Menikah itu bukan perkara mudah. Dan karenanya, orang yang mau menikah harus bersiap-siap. Siapkan pengetahuan soal pernikahan sedini mungkin. Caranya? Banyak baca-baca literatur tentang pernikahan. Ustadz Hatta sendiri, sudah mulai membaca buku-buku pernikahan sejak kelas 3 SMA, lalu baru mantap menikah di usia 22 tahun. –Koreksi jika salah, karena waktu diceritain kisahnya ustadz Hatta, enha sambil nyimak papan proyektor sih.

“Ternyata, untuk menginvestasikan semangat agar siap nikah itu, memang butuh proses ya?”
Ya iyalah.
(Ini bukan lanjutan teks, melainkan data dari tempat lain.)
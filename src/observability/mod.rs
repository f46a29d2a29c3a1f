//! Observability for the select pipeline
//!
//! - Structured logging through `tracing`; every line carries an `event`
//!   field naming one of the typed `Event`s
//! - Counters in `MetricsRegistry`
//! - One span per select call, keyed by request id
//!
//! Observability is read-only: nothing here influences what a select
//! returns.

mod events;
mod metrics;

pub use events::Event;
pub use metrics::{MetricsRegistry, MetricsSnapshot};

use tracing::Span;
use uuid::Uuid;

/// Span wrapping one select call
pub fn select_span(request_id: Uuid) -> Span {
    tracing::info_span!("select", request_id = %request_id)
}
Makanya, kalau bukan dimulai dari sekarang, kapan lagi?
“Kalau bukan kita yang berusaha memulai sendiri, siapa lagi yang akan memotivasi?”
Kalau bukan sekarang, kapan lagi? Kalau bukan kita, siapa lagi? Seems legit. Hahaha. #Plak.
Budaya pacaran

Sekarang ini, pacaran sudah menjadi semacam budaya masyarakat. Masyarakat berpikir bahwa pacaran merupakan sarana untuk mencari pasangan hidup. Padahal, pacaran bukan satu-satunya jalan menuju pernikahan. Tidak sedikit jumlah orang yang sudah mengalami masa pacaran lama, tapi akhirnya tidak jadi menikah dengan pacarnya tersebut.
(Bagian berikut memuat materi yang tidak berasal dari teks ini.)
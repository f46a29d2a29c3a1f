//! Observability events for the select pipeline
//!
//! Events are explicit and typed; each maps to one stable name used as
//! the `event` field of the log line.

use std::fmt;

/// Observable events of one select call
#[derive(Debug, Clone, Copy, PartialEq, Eq)]
pub enum Event {
    /// Select call begins
    SelectStart,
    /// No usable search term; resolved empty without a store query
    SelectShortCircuit,
    /// Terms with unregistered operators were dropped
    TermsDropped,
    /// Primary query returned
    PrimaryQueryComplete,
    /// Descendant query returned
    DescendantQueryComplete,
    /// Descendants linked into the forest
    TreeMerged,
    /// Fetched descendants whose parent is outside the result set
    DescendantsOrphaned,
    /// Select call finished successfully
    SelectComplete,
    /// Select call failed
    SelectFailed,
}

impl Event {
    /// Returns the event name
    pub fn as_str(&self) -> &'static str {
        match self {
            Event::SelectStart => "SELECT_START",
            Event::SelectShortCircuit => "SELECT_SHORT_CIRCUIT",
            Event::TermsDropped => "TERMS_DROPPED",
            Event::PrimaryQueryComplete => "PRIMARY_QUERY_COMPLETE",
            Event::DescendantQueryComplete => "DESCENDANT_QUERY_COMPLETE",
            Event::TreeMerged => "TREE_MERGED",
            Event::DescendantsOrphaned => "DESCENDANTS_ORPHANED",
            Event::SelectComplete => "SELECT_COMPLETE",
            Event::SelectFailed => "SELECT_FAILED",
        }
    }

    /// Returns true if this event reports a failure
    pub fn is_failure(&self) -> bool {
        matches!(self, Event::SelectFailed)
    }

    /// Returns true if this event reports something the caller may have
    /// gotten wrong
    pub fn is_warning(&self) -> bool {
        matches!(self, Event::TermsDropped | Event::DescendantsOrphaned)
    }
}

impl fmt::Display for Event {
    fn fmt(&self, f: &mut fmt::Formatter<'_>) -> fmt::Result {
        write!(f, "{}", self.as_str())
    }
}

#[cfg(test)]
mod tests {
    use super::*;

    #[test]
    fn test_event_names_unique() {
        let events = [
            Event::SelectStart,
            Event::SelectShortCircuit,
            Event::TermsDropped,
            Event::PrimaryQueryComplete,
            Event::DescendantQueryComplete,
            Event::TreeMerged,
            Event::DescendantsOrphaned,
            Event::SelectComplete,
            Event::SelectFailed,
        ];

        let mut names: Vec<_> = events.iter().map(Event::as_str).collect();
        names.sort_unstable();
        names.dedup();
        assert_eq!(names.len(), events.len());
    }

    #[test]
    fn test_failure_classification() {
        assert!(Event::SelectFailed.is_failure());
        assert!(!Event::SelectComplete.is_failure());
        assert!(Event::TermsDropped.is_warning());
    }
}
Lha terus, biar bisa menikah kan harus ada calon yang dinikahin tha? Kalo enggak pacaran, cara biar dapet calonnya gimana?
Baca lagi postingan yang ini: Tips biar cepat ketemu jodoh.
And then, bagi bro-sist yang berpikir bahwa pacaran merupakan proses penjajakan karakter, enha kutipkan (lagi-lagi) dari buku Sayap-Sayap Sakinah:
“Jika melirik teori Segitiga Cinta Stenberg, jenis cinta yang mungkin muncul pada hubungan pacaran biasanya hanya sekadar romantic love, atau bahkan ada juga yang sekadar infatuation love. Keduanya merupakan cinta yang sangat rapuh, tak bisa dipertanggungjawabkan dan cenderung merugikan, bahkan merusak. Hlm 56.
Penegasannya: cinta yang mungkin muncul pada hubungan pacaran merupakan cinta yang rapuh. Karena apa? Karena nggak ada komitmen yang mengikat dan mengharuskan adanya pertanggungjawaban. Kenapa merugikan dan merusak? Ya karena pacarannya bisa kebablasan. Kenapa bisa kebablasan? Ngulik buku Sayap-Sayap Sakinah lagi.
Apatah lagi jika cinta yang terbangun ternyata hanya didasari passion semata. Ketertarikan seksual tanpa komitmen cenderung merusak. Karena, passion itu dikendalikan oleh mekanisme hormonal. Ketika hormon-hormon telah disekresi oleh tubuh, dua insan berlawanan jenis akan cenderung sulit mengendalikan diri jika telah memiliki ketertarikan.” Hlm 57.
Intermezzo sejenak yuk. Kemaren pas enha iseng-iseng baca postingan di grup cocoklogi, ada seorang member yang sepertinya mau bikin mupeng para member jomblo. Mungkin postingannya cuma buat lucu-lucuan sih, tapi tanggapan member lainnya bagaimana coba? Mereka miris sama gaya pacaran anak zaman sekarang. Enha jadi terharu, ternyata di antara para member yang rata-rata suka ngepost hal-hal yang agak mesum, masih ada member yang lurus. Bahkan ada yang mengeluarkan sebuah pendapat yang kurang lebih begini bunyinya: alasan susah move on dari mantan, salah satunya ya karena sudah terlanjur begituan (mungkin yang dimaksud dengan 'begituan' adalah melakukan petting).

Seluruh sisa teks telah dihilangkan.